_MATERIAL PROVIDED_
☆ ☆ ☆ ☆ ☆
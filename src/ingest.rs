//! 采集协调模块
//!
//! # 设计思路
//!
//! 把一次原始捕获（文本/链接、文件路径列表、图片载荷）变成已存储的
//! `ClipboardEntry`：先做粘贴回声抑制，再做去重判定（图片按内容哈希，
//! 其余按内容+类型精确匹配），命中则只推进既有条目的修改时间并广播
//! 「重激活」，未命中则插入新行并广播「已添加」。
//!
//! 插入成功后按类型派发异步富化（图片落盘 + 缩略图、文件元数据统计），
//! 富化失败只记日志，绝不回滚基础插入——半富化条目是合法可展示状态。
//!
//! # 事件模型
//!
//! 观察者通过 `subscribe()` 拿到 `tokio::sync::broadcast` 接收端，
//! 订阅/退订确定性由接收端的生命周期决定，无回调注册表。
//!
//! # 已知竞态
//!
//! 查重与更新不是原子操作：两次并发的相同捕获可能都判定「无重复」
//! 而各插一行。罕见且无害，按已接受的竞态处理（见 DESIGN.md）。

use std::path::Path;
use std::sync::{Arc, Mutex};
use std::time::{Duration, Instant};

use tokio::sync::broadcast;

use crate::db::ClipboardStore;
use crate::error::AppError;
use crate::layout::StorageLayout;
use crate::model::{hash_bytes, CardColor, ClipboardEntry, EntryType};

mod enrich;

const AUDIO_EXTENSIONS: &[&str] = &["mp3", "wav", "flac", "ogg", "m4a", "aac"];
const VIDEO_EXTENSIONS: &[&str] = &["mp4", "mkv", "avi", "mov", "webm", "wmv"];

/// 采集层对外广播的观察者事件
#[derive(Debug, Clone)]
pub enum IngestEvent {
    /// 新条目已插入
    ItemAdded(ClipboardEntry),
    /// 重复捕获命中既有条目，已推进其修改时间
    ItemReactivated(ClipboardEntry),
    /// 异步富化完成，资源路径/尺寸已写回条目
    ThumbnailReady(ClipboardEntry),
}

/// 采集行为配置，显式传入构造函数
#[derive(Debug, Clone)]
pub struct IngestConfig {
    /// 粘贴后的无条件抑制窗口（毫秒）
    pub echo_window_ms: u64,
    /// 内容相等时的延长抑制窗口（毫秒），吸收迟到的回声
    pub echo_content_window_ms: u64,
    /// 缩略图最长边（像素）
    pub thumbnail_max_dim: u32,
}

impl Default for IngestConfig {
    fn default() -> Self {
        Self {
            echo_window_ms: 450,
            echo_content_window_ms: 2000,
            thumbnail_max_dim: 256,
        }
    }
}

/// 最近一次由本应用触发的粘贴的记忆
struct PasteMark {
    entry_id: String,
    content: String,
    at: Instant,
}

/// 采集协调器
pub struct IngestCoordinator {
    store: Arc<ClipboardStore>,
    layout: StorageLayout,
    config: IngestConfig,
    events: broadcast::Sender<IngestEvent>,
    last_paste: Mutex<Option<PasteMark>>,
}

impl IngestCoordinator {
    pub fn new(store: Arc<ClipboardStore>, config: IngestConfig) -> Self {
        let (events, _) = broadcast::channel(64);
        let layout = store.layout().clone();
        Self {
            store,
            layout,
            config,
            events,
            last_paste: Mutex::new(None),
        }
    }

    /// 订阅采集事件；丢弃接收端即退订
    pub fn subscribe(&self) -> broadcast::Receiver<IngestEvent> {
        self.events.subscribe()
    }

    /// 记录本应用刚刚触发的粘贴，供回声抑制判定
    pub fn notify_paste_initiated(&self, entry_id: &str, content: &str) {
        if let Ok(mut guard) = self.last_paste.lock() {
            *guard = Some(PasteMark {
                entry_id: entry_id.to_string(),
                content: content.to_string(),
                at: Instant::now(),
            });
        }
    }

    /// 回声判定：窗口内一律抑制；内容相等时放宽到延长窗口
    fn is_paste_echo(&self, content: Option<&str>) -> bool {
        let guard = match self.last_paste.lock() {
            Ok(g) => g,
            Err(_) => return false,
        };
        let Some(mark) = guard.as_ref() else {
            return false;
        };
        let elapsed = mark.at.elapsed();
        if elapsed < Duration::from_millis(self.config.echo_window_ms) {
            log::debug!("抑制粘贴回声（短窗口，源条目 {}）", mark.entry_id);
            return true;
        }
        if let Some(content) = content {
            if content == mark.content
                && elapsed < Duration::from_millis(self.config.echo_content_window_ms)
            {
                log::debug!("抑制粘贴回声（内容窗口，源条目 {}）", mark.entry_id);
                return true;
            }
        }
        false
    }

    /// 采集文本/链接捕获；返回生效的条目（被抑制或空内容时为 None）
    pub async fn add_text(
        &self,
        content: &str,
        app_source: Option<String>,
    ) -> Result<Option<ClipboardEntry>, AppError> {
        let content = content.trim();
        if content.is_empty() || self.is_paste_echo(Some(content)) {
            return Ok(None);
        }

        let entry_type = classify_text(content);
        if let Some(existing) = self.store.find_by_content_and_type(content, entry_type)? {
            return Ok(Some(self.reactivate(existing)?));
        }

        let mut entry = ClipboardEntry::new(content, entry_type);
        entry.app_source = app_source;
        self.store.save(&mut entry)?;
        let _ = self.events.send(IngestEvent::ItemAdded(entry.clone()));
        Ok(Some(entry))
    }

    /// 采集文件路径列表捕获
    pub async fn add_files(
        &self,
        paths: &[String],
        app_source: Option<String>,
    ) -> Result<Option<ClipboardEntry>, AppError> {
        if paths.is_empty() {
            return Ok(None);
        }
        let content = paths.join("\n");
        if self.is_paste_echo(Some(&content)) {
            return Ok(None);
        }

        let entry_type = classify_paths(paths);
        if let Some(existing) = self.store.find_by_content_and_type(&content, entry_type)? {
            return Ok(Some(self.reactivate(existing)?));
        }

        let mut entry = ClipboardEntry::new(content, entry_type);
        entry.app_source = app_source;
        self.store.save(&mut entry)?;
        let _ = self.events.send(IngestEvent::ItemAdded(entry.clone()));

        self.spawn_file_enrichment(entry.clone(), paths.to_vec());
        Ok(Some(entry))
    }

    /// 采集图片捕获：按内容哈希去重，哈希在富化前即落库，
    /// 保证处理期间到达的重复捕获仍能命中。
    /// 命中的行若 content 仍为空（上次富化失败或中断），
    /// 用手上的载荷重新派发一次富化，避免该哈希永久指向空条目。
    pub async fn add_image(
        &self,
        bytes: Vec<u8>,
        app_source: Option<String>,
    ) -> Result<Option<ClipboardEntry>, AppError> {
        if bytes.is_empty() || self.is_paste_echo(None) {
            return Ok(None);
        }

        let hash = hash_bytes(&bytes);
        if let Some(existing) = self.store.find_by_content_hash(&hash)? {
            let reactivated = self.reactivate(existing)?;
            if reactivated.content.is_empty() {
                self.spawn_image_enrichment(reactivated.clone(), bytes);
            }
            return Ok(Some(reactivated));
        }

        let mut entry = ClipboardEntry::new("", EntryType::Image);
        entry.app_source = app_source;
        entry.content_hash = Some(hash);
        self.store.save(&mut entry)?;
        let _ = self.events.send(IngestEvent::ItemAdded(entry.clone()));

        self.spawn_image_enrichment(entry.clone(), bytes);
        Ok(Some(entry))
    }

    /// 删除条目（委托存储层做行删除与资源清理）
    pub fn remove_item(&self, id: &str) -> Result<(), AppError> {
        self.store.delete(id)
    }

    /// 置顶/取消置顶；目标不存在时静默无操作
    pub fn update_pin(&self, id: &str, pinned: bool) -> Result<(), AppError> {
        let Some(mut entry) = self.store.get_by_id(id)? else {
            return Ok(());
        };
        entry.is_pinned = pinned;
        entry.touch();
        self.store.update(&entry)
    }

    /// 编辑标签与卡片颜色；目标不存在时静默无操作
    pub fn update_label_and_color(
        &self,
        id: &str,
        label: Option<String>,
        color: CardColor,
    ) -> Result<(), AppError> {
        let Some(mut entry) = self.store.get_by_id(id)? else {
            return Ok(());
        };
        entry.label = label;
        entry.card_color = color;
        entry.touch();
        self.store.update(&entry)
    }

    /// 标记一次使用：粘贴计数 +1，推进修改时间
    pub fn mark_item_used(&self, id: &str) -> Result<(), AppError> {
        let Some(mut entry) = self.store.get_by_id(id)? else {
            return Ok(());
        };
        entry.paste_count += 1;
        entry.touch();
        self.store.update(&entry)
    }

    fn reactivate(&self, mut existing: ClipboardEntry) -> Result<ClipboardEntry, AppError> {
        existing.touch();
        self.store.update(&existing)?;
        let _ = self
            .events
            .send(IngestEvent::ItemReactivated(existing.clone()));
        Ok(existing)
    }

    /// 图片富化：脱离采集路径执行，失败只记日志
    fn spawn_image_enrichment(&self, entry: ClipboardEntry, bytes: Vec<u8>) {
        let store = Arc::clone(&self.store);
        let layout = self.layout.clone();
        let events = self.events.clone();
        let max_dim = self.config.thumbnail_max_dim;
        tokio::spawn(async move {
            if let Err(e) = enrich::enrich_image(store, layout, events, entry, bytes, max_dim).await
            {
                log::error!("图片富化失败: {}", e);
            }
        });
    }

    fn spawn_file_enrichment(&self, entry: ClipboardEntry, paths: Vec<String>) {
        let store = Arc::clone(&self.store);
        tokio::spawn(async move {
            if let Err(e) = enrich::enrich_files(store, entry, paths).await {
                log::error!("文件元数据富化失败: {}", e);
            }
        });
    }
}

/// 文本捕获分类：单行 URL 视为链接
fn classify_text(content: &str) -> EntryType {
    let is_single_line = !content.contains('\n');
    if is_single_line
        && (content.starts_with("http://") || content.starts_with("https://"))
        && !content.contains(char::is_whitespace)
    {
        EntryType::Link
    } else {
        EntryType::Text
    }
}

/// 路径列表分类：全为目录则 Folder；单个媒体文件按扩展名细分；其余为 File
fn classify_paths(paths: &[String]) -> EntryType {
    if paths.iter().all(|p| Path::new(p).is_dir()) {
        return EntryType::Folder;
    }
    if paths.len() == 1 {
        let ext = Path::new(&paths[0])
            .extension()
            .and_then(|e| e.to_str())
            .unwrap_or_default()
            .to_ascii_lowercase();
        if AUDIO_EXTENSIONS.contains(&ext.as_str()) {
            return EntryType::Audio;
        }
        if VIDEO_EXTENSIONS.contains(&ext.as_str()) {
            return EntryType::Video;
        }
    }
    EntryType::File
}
☆ ☆ ☆ ☆ ☆
_WHAT THE TASK REQUIRES_
Output should match, line for line, the stretch of the material above from the line holding "let is_single_line = !content.contains('\n');" through the line holding "let ext = Path::new(&paths[0])".

_EXERCISE SOLUTION_
    let is_single_line = !content.contains('\n');
    if is_single_line
        && (content.starts_with("http://") || content.starts_with("https://"))
        && !content.contains(char::is_whitespace)
    {
        EntryType::Link
    } else {
        EntryType::Text
    }
}

/// 路径列表分类：全为目录则 Folder；单个媒体文件按扩展名细分；其余为 File
fn classify_paths(paths: &[String]) -> EntryType {
    if paths.iter().all(|p| Path::new(p).is_dir()) {
        return EntryType::Folder;
    }
    if paths.len() == 1 {
        let ext = Path::new(&paths[0])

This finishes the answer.